**Required work:** Tally the lines below that contain the word "clash", and give only that number.
══ Data section
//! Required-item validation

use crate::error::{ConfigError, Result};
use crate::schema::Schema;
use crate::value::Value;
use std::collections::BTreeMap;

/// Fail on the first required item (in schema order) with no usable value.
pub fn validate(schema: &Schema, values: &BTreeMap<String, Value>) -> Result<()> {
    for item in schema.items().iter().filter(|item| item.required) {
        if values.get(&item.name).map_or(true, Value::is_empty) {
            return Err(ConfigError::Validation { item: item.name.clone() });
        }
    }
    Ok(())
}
════
══ Data section
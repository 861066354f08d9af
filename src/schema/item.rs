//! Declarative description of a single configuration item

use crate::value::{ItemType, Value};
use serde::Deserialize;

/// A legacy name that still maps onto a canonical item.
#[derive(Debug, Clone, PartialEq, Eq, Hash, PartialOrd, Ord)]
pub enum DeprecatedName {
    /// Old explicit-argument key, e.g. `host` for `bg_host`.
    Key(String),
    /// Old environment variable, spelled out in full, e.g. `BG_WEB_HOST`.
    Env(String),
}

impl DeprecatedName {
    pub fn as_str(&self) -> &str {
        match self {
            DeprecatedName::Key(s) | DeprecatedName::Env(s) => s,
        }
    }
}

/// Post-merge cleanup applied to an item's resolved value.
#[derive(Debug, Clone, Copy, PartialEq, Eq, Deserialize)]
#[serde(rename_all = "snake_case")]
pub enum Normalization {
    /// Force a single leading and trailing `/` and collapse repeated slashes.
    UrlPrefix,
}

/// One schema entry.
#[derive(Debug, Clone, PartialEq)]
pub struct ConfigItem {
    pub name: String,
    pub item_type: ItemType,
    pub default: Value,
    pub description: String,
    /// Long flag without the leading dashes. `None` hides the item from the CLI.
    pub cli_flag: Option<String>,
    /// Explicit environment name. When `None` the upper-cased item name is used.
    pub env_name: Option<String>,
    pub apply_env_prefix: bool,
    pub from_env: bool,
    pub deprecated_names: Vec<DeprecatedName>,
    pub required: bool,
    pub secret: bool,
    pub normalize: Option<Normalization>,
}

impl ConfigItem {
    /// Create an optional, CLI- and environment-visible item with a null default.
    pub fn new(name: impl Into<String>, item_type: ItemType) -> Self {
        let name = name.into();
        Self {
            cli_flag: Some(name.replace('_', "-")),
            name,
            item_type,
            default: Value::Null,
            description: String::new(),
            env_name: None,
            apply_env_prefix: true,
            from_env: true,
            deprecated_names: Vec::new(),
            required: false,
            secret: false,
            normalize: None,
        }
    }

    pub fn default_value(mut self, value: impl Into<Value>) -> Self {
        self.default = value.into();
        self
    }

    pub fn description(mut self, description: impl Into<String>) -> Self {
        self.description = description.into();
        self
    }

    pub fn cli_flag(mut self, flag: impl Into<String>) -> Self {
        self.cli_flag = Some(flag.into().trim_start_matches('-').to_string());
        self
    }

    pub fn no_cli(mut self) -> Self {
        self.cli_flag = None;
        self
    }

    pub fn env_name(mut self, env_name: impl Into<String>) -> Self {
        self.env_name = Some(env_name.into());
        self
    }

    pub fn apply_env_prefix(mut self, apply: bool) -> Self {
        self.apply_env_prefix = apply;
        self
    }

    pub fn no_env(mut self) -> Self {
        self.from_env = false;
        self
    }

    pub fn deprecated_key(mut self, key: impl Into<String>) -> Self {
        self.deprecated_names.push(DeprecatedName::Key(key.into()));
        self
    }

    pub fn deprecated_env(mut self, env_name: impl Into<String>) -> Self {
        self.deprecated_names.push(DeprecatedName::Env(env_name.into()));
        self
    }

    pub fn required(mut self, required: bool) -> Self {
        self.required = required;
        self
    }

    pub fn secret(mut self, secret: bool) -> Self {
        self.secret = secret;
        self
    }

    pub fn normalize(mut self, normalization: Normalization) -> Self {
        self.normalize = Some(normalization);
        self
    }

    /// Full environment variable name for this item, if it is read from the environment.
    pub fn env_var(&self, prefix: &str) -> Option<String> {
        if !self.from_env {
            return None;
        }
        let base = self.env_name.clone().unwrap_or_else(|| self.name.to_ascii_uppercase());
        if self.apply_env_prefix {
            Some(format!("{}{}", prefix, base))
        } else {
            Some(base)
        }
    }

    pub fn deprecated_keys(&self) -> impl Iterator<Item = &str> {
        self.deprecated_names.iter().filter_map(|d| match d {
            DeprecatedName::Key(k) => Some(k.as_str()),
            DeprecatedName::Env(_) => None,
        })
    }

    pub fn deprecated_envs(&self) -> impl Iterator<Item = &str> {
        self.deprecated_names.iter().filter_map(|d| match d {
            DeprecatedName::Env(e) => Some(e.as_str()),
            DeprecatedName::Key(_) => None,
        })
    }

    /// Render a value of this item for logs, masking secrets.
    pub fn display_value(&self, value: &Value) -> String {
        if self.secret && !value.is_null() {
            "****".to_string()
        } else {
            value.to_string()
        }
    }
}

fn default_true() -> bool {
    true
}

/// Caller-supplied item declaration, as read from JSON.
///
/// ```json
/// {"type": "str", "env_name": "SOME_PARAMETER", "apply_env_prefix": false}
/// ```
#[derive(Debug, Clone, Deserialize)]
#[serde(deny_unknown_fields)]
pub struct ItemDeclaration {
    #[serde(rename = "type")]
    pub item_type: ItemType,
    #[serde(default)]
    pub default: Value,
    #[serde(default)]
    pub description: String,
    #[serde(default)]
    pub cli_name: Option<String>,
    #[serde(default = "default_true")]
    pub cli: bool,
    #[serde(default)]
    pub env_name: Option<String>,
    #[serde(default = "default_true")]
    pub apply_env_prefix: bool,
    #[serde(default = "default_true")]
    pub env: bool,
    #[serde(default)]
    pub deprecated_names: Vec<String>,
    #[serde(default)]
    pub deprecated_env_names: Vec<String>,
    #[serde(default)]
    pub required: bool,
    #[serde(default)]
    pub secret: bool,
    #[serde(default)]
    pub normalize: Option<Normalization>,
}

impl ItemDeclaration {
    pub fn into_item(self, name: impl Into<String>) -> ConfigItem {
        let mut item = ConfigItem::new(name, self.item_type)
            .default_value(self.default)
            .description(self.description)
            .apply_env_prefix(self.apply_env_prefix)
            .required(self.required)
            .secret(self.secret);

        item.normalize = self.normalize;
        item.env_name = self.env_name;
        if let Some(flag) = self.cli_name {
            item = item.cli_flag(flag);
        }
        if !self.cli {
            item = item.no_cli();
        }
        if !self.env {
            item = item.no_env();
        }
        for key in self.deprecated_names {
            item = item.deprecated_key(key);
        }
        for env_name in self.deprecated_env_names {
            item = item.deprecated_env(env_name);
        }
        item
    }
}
════
══ Data section
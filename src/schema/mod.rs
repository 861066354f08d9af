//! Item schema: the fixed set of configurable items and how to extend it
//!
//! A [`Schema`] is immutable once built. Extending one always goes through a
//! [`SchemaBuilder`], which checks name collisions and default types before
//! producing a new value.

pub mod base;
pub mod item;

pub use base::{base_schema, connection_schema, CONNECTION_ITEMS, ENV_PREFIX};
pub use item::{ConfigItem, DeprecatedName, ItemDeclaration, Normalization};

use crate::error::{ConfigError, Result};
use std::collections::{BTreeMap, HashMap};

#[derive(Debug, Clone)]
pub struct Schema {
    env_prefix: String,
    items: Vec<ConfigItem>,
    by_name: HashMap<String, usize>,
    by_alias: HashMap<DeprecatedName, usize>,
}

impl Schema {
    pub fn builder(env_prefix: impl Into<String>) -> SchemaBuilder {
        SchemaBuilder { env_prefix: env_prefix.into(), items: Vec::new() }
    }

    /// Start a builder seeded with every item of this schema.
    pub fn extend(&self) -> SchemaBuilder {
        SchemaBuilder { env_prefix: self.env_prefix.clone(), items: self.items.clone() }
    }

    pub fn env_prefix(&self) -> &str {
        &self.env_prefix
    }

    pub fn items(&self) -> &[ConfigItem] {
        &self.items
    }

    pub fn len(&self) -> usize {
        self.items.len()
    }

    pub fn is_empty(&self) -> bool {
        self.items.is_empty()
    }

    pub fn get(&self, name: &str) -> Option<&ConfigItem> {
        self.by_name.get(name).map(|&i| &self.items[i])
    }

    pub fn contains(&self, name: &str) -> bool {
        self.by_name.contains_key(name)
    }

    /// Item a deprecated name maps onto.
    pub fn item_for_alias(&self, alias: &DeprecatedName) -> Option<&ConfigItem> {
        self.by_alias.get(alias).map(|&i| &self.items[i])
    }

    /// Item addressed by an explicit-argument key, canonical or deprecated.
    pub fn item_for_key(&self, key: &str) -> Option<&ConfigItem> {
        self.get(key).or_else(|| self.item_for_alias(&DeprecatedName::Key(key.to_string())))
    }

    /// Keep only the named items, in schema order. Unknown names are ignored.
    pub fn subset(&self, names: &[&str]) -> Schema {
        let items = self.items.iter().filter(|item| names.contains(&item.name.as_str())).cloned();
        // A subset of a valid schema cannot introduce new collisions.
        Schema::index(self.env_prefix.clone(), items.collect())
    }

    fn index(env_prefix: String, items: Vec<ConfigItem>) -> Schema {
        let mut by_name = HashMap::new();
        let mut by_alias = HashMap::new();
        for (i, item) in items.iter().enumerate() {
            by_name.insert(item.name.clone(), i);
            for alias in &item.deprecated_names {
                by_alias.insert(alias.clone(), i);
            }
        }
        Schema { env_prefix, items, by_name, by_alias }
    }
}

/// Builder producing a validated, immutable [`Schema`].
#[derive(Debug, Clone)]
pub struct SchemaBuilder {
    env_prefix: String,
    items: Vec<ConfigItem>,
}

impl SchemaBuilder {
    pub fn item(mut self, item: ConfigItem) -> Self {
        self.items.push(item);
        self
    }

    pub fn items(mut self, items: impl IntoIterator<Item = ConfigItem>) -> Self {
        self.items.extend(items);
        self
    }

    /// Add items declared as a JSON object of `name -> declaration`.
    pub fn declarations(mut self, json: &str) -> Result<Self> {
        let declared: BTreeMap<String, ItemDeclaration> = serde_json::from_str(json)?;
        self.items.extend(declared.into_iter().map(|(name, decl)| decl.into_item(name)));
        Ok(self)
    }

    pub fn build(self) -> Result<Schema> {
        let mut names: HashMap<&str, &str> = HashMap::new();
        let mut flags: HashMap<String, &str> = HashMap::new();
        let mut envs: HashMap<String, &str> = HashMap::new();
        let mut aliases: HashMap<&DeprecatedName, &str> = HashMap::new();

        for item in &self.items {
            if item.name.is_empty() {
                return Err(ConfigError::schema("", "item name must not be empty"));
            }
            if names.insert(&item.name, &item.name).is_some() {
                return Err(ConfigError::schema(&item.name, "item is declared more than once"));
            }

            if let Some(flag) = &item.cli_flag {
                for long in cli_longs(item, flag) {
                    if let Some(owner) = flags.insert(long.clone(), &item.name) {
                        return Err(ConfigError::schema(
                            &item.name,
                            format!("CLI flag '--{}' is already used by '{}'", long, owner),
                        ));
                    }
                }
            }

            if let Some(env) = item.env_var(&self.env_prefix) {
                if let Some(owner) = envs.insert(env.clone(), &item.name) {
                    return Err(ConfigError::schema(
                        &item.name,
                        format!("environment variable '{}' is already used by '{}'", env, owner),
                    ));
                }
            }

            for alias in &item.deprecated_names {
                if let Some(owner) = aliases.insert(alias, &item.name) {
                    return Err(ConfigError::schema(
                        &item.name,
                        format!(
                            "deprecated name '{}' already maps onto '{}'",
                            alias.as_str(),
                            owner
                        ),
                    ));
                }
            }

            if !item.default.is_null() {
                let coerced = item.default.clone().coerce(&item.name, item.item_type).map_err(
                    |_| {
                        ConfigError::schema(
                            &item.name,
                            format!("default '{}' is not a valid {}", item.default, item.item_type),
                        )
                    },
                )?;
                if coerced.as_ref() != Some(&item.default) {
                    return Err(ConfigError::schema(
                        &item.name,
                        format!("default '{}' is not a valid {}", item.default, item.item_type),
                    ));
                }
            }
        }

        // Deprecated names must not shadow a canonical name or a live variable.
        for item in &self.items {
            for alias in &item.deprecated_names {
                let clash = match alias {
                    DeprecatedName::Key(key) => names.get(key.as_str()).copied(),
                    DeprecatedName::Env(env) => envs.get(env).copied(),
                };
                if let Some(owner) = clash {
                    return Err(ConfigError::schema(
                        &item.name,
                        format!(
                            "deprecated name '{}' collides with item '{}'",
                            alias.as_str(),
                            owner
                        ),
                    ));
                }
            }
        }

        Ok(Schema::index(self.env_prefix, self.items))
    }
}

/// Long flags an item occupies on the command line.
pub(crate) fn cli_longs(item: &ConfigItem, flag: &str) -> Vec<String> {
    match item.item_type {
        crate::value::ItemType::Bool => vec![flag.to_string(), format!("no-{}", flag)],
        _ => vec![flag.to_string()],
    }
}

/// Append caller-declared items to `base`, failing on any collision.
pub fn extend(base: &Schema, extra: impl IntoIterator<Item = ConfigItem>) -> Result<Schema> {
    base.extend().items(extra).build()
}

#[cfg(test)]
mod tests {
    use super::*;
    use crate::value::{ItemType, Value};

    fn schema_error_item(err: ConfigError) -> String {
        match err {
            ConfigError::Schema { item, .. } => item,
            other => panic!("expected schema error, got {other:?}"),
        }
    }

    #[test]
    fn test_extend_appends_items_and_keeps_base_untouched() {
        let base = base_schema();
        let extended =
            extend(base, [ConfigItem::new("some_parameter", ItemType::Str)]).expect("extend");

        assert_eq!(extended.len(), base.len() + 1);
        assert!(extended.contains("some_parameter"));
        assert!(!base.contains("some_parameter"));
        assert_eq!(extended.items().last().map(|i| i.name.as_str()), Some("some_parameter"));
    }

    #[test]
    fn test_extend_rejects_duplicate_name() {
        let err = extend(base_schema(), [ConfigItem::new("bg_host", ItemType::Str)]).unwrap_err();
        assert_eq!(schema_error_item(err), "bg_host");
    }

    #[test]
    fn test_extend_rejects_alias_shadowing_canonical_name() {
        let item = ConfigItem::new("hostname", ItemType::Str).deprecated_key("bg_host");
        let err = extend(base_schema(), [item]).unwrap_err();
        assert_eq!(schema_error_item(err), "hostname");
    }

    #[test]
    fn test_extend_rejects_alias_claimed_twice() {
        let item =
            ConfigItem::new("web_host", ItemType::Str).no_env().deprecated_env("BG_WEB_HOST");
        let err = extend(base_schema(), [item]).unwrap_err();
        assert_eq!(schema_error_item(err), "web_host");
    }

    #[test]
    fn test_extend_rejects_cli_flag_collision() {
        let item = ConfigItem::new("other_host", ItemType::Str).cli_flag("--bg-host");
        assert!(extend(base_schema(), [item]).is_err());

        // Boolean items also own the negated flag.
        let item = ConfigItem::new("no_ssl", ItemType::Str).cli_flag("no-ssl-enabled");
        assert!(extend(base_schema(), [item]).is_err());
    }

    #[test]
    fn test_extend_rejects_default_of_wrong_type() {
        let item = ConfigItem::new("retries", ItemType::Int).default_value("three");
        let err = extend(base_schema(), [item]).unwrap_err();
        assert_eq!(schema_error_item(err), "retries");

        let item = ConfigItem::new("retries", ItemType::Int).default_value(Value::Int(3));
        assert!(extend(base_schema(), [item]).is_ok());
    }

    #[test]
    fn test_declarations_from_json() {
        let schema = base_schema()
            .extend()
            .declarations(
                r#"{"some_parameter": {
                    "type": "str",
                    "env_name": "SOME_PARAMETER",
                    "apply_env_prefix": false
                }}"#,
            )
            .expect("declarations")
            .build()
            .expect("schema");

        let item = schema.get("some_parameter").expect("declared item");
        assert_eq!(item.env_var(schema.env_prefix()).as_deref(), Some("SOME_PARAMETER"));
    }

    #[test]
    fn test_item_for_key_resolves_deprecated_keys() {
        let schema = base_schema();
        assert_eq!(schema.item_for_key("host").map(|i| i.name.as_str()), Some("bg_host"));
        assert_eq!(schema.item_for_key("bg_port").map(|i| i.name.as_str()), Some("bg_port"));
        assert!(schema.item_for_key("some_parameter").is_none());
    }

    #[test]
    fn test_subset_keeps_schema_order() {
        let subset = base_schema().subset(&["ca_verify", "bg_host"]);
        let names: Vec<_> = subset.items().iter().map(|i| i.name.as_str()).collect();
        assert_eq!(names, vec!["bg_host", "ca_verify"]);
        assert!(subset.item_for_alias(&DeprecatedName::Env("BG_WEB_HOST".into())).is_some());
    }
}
════
**Answer:** 2